Short Course: Transitional Justice: Law and Practice
Date: 5 Sessions: 13, 20, 27 April, 11, 18 May 2026
Time: 10.00 - 12.00 (UK time)
Venue: Online
Course Details
This course will approach the traditional "pillars" of transitional justice - prosecutions, truth-telling, reparations and guarantees of non-repetition - in a holistic and context-nuanced manner. The course will investigate the timing, guiding principles and instruments that are relevant for all mentioned transitional justice dimensions and make them a harmonised whole, for a particular context, in a particular time.

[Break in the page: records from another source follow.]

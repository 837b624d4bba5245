//! Normalized CTF event as seen by the decision engine.

use compact_str::CompactString;
use serde::{Deserialize, Serialize};

/// Stable identifier of an event within the listing service.
#[derive(Debug, Clone, Copy, PartialEq, Eq, PartialOrd, Ord, Hash, Serialize, Deserialize)]
#[serde(transparent)]
pub struct EventId(pub u64);

impl std::fmt::Display for EventId {
    fn fmt(&self, f: &mut std::fmt::Formatter<'_>) -> std::fmt::Result {
        write!(f, "{}", self.0)
    }
}

/// Reference to the organizing team, resolved to a handle on demand.
#[derive(Debug, Clone, Copy, PartialEq, Eq, Hash)]
pub struct OrganizerRef(pub u64);

impl std::fmt::Display for OrganizerRef {
    fn fmt(&self, f: &mut std::fmt::Formatter<'_>) -> std::fmt::Result {
        write!(f, "{}", self.0)
    }
}

/// Social media handle, always starting with `@`.
#[derive(Debug, Clone, PartialEq, Eq, Hash)]
pub struct Handle(CompactString);

impl Handle {
    /// Normalize a raw handle or account name, prefixing `@` when missing.
    ///
    /// Returns `None` for names that are empty after trimming.
    pub fn new(raw: &str) -> Option<Self> {
        let name = raw.trim().trim_start_matches('@');
        if name.is_empty() {
            return None;
        }
        let mut handle = CompactString::with_capacity(name.len() + 1);
        handle.push('@');
        handle.push_str(name);
        Some(Self(handle))
    }

    pub fn as_str(&self) -> &str {
        &self.0
    }
}

impl std::fmt::Display for Handle {
    fn fmt(&self, f: &mut std::fmt::Formatter<'_>) -> std::fmt::Result {
        f.write_str(&self.0)
    }
}

/// Who may take part in an event.
#[derive(Debug, Clone, PartialEq, Eq, Hash)]
pub enum AccessRestriction {
    /// Anyone may register.
    Open,
    /// A known participation restriction (prequalified, invited, academic…).
    Restricted(CompactString),
    /// A value the listing service introduced that is not recognized.
    Other(CompactString),
}

impl AccessRestriction {
    const KNOWN_RESTRICTIONS: &[&str] = &[
        "Prequalified",
        "Invited",
        "Academic",
        "High-school",
        "Individual",
    ];

    /// Map the listing's `restrictions` string.
    pub fn parse(raw: &str) -> Self {
        let raw = raw.trim();
        if raw == "Open" {
            return AccessRestriction::Open;
        }
        if Self::KNOWN_RESTRICTIONS
            .iter()
            .any(|known| known.eq_ignore_ascii_case(raw))
        {
            AccessRestriction::Restricted(raw.into())
        } else {
            AccessRestriction::Other(raw.into())
        }
    }

    pub fn is_open(&self) -> bool {
        matches!(self, AccessRestriction::Open)
    }
}

/// An upcoming event, immutable for the duration of a run.
#[derive(Debug, Clone, PartialEq, Eq)]
pub struct Event {
    pub id: EventId,
    pub title: String,
    /// Start time in UTC.
    pub start_time: time::OffsetDateTime,
    pub is_onsite: bool,
    pub access_restriction: AccessRestriction,
    /// Event page on the listing service.
    pub detail_url: String,
    pub logo_url: Option<String>,
    pub organizer_ref: Option<OrganizerRef>,
}
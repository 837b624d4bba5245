//! Processors of a single polling run.
//!
//! - `EventSource`: fetches the upcoming events for the query horizon
//! - `eligibility`: decides whether an event is a notification candidate
//! - `StateStore`: loads and atomically saves the `NotificationRecord`
//! - `OrganizerLookup`: resolves an organizer to a social handle
//! - `message`: renders notification text within the length budget
//! - `Notifier`: posts notifications, for real or as a dry run
//! - `NotificationEngine`: drives the per-event state machine

pub mod decision_engine;
pub mod eligibility;
pub mod event_source;
pub mod message;
pub mod notifier;
pub mod organizer_lookup;
pub mod state_store;

pub use decision_engine::{NotificationEngine, RunError, RunReport, next_transition};
pub use eligibility::is_eligible;
pub use event_source::{CtftimeEventSource, EventSource, SourceError};
pub use notifier::{DryRunNotifier, NotifyError, Notifier, TwitterNotifier};
pub use organizer_lookup::{CtftimeOrganizerLookup, LookupError, NoOrganizerLookup, OrganizerLookup};
pub use state_store::{JsonFileStateStore, StateStore, StoreError};
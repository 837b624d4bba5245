use time::macros::format_description;

/// How long before an event's start its reminder becomes due.
pub const REMINDER_WINDOW: time::Duration = time::Duration::hours(24);

/// Default forward window queried from the listing.
pub const DEFAULT_HORIZON: time::Duration = time::Duration::days(365);

/// Returns true if `start` is less than `window` away from `now`.
///
/// Already started events (negative distance) count as within the window.
pub fn starts_within(
    start: time::OffsetDateTime,
    now: time::OffsetDateTime,
    window: time::Duration,
) -> bool {
    start - now < window
}

/// Render a start time as `YYYY-MM-DD HH:MM:SS UTC`.
pub fn format_start(start: time::OffsetDateTime) -> String {
    let utc = start.to_offset(time::UtcOffset::UTC);
    utc.format(format_description!(
        "[year]-[month]-[day] [hour]:[minute]:[second] UTC"
    ))
        .unwrap_or_else(|_| utc.unix_timestamp().to_string())
}

#[cfg(test)]
mod tests {
    use super::*;
    use time::macros::datetime;

    #[test]
    fn test_starts_within() {
        let now = datetime!(2026-10-18 12:00 UTC);
        assert!(starts_within(now + time::Duration::hours(20), now, REMINDER_WINDOW));
        assert!(starts_within(now + time::Duration::minutes(1), now, REMINDER_WINDOW));
        assert!(!starts_within(now + time::Duration::hours(24), now, REMINDER_WINDOW));
        assert!(!starts_within(now + time::Duration::days(10), now, REMINDER_WINDOW));
    }

    #[test]
    fn test_format_start_converts_to_utc() {
        assert_eq!(
            format_start(datetime!(2026-10-31 12:00:05 UTC)),
            "2026-10-31 12:00:05 UTC"
        );
        assert_eq!(
            format_start(datetime!(2026-12-01 08:30 +01:00)),
            "2026-12-01 07:30:00 UTC"
        );
    }
}
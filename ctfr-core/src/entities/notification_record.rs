//! Which events have been announced and which have been reminded about.

use super::event::EventId;
use super::notification::Transition;
use serde::{Deserialize, Serialize};
use std::collections::BTreeSet;

/// Persistent notification state of every event ever seen.
///
/// Invariant: `reminder_sent ⊆ new_announced`. Both sets only ever grow.
///
/// Serialized as `{"mentioned_once": [...], "mentioned_twice": [...]}`,
/// the layout of existing state files; `new_announced` and `reminder_sent`
/// are accepted as field names on read.
#[derive(Debug, Clone, Default, PartialEq, Eq, Serialize, Deserialize)]
pub struct NotificationRecord {
    #[serde(rename = "mentioned_once", alias = "new_announced")]
    new_announced: BTreeSet<EventId>,
    #[serde(rename = "mentioned_twice", alias = "reminder_sent")]
    reminder_sent: BTreeSet<EventId>,
}

impl NotificationRecord {
    /// The empty record of a fresh deployment.
    pub fn new() -> Self {
        Self::default()
    }

    /// Build a record from raw sets, restoring the subset invariant.
    pub fn from_sets(
        new_announced: impl IntoIterator<Item = EventId>,
        reminder_sent: impl IntoIterator<Item = EventId>,
    ) -> Self {
        let mut record = Self {
            new_announced: new_announced.into_iter().collect(),
            reminder_sent: reminder_sent.into_iter().collect(),
        };
        record.repair();
        record
    }

    pub fn is_announced(&self, id: EventId) -> bool {
        self.new_announced.contains(&id)
    }

    pub fn is_reminded(&self, id: EventId) -> bool {
        self.reminder_sent.contains(&id)
    }

    pub fn new_announced(&self) -> &BTreeSet<EventId> {
        &self.new_announced
    }

    pub fn reminder_sent(&self) -> &BTreeSet<EventId> {
        &self.reminder_sent
    }

    /// Record a committed transition. Returns `false` if it was already
    /// recorded.
    pub fn apply(&mut self, id: EventId, transition: Transition) -> bool {
        match transition {
            Transition::Announce => self.new_announced.insert(id),
            Transition::Remind => {
                // A reminder implies the announcement.
                self.new_announced.insert(id);
                self.reminder_sent.insert(id)
            }
        }
    }

    /// Add every reminded id that is missing from the announced set.
    ///
    /// Returns the ids that had to be added. Adding only ever suppresses
    /// notifications.
    pub fn repair(&mut self) -> Vec<EventId> {
        let missing: Vec<EventId> = self
            .reminder_sent
            .difference(&self.new_announced)
            .copied()
            .collect();
        self.new_announced.extend(missing.iter().copied());
        missing
    }

    pub fn is_consistent(&self) -> bool {
        self.reminder_sent.is_subset(&self.new_announced)
    }
}

#[cfg(test)]
mod tests {
    use super::*;

    #[test]
    fn test_legacy_layout_round_trip() {
        let json = r#"{"mentioned_once": [3, 1, 2, 2], "mentioned_twice": [1]}"#;
        let record: NotificationRecord = serde_json::from_str(json).unwrap();
        assert_eq!(record.new_announced().len(), 3);
        assert!(record.is_reminded(EventId(1)));

        assert_eq!(
            serde_json::to_string(&record).unwrap(),
            r#"{"mentioned_once":[1,2,3],"mentioned_twice":[1]}"#
        );
    }

    #[test]
    fn test_alias_field_names() {
        let json = r#"{"new_announced": [7], "reminder_sent": []}"#;
        let record: NotificationRecord = serde_json::from_str(json).unwrap();
        assert!(record.is_announced(EventId(7)));
        assert!(!record.is_reminded(EventId(7)));
    }

    #[test]
    fn test_missing_field_is_rejected() {
        assert!(serde_json::from_str::<NotificationRecord>(r#"{"mentioned_once": []}"#).is_err());
        assert!(serde_json::from_str::<NotificationRecord>(r#"{"mentioned_once": ["a"], "mentioned_twice": []}"#).is_err());
    }

    #[test]
    fn test_repair_restores_subset() {
        let mut record: NotificationRecord =
            serde_json::from_str(r#"{"mentioned_once": [1], "mentioned_twice": [1, 5]}"#).unwrap();
        assert!(!record.is_consistent());
        assert_eq!(record.repair(), vec![EventId(5)]);
        assert!(record.is_consistent());
        assert!(record.is_announced(EventId(5)));
        assert!(record.repair().is_empty());
    }

    #[test]
    fn test_apply_is_idempotent() {
        let mut record = NotificationRecord::new();
        assert!(record.apply(EventId(9), Transition::Announce));
        assert!(!record.apply(EventId(9), Transition::Announce));
        assert!(record.apply(EventId(9), Transition::Remind));
        assert!(!record.apply(EventId(9), Transition::Remind));
        assert!(record.is_consistent());
    }

    #[test]
    fn test_from_sets_repairs() {
        let record = NotificationRecord::from_sets([EventId(1)], [EventId(2)]);
        assert!(record.is_consistent());
        assert!(record.is_announced(EventId(2)));
    }
}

Throughout five sessions, participants will expand their understanding of a "transition" and instances, when certain transitional justice steps can and should be implemented while an armed conflict or atrocity situation is still ongoing. The course will discuss survivor involvement in the design and implementation of transitional justice measures, especially reparations. The sessions will analyse how some structural steps such as vetting of the judiciary and investigations of corporate implication in human rights violations are key for nuanced reckoning and redress. Participants will also explore how traditional justice initiatives could make responses to atrocities more sustainable and embraced by affected societies. All sessions will emphasise the indispensability of the underlying gender-competence and the guiding ethos of prevention for all transitional justice measures.
By the end of the course, participants will:
- Understand the spectrum of contexts, in which transitional justice initiatives can be launched;
- Realise the roles of various actors involved in designing and implementing transitional justice measures;
- Distinguish various types of reparations for atrocity survivors and the role of urgent interim reparations for them;
- Understand corporate culpability in human rights violations and the way it can be addressed in transitional contexts;
- Gain awareness of different cultural contexts and how they can support sustainable in- and post-conflict transformations;
- Realise the crucial role of women and minority groups in advancing transitional justice, including for the core purpose of preventing potential atrocity situations.
Course topics:
- Transitional justice: framework, timing and varied accountability lenses
- "Nothing for us without us": victims' and survivors' agency, rights and role in transitional justice.
- Gender-competence as an underlying principle of transitional justice measures and a key to prevention.
- Cultural heritage and indigenous justice mechanisms in transitional justice.
- Key arbiters and perpetrators: the reform of the judiciary and responses to corporate human rights abuses in transitional contexts.
Course leader
Dr Kateryna Busol, British Academy Research Fellow, BIICL and Associate Professor at the National University of Kyiv-Mohyla Academy.
Course format
The virtual course format will consist of a series of 5 sessions in which live (synchronous) teaching is offered via Zoom. Participants will be able to interact with the tutors and amongst themselves on screen.
Training scholarships
We are delighted to be able to offer scholarships designed to enable individuals from communities currently under-represented in the legal field to access our world-class courses and benefit from unparalleled learning experiences.
Scholarships are aimed at 3 categories: individuals from communities and backgrounds that are under-represented in the legal field in the UK and abroad; individuals who have recently received a needs-based bursary from their university or further-education college and representatives from Small Charities, NGOs, and Community-Based Organisations.
Applications for training scholarships must be received at least three weeks ahead of the course start date (23 March 2026). Applications must be made via the online form and applications received via any other means will not be considered.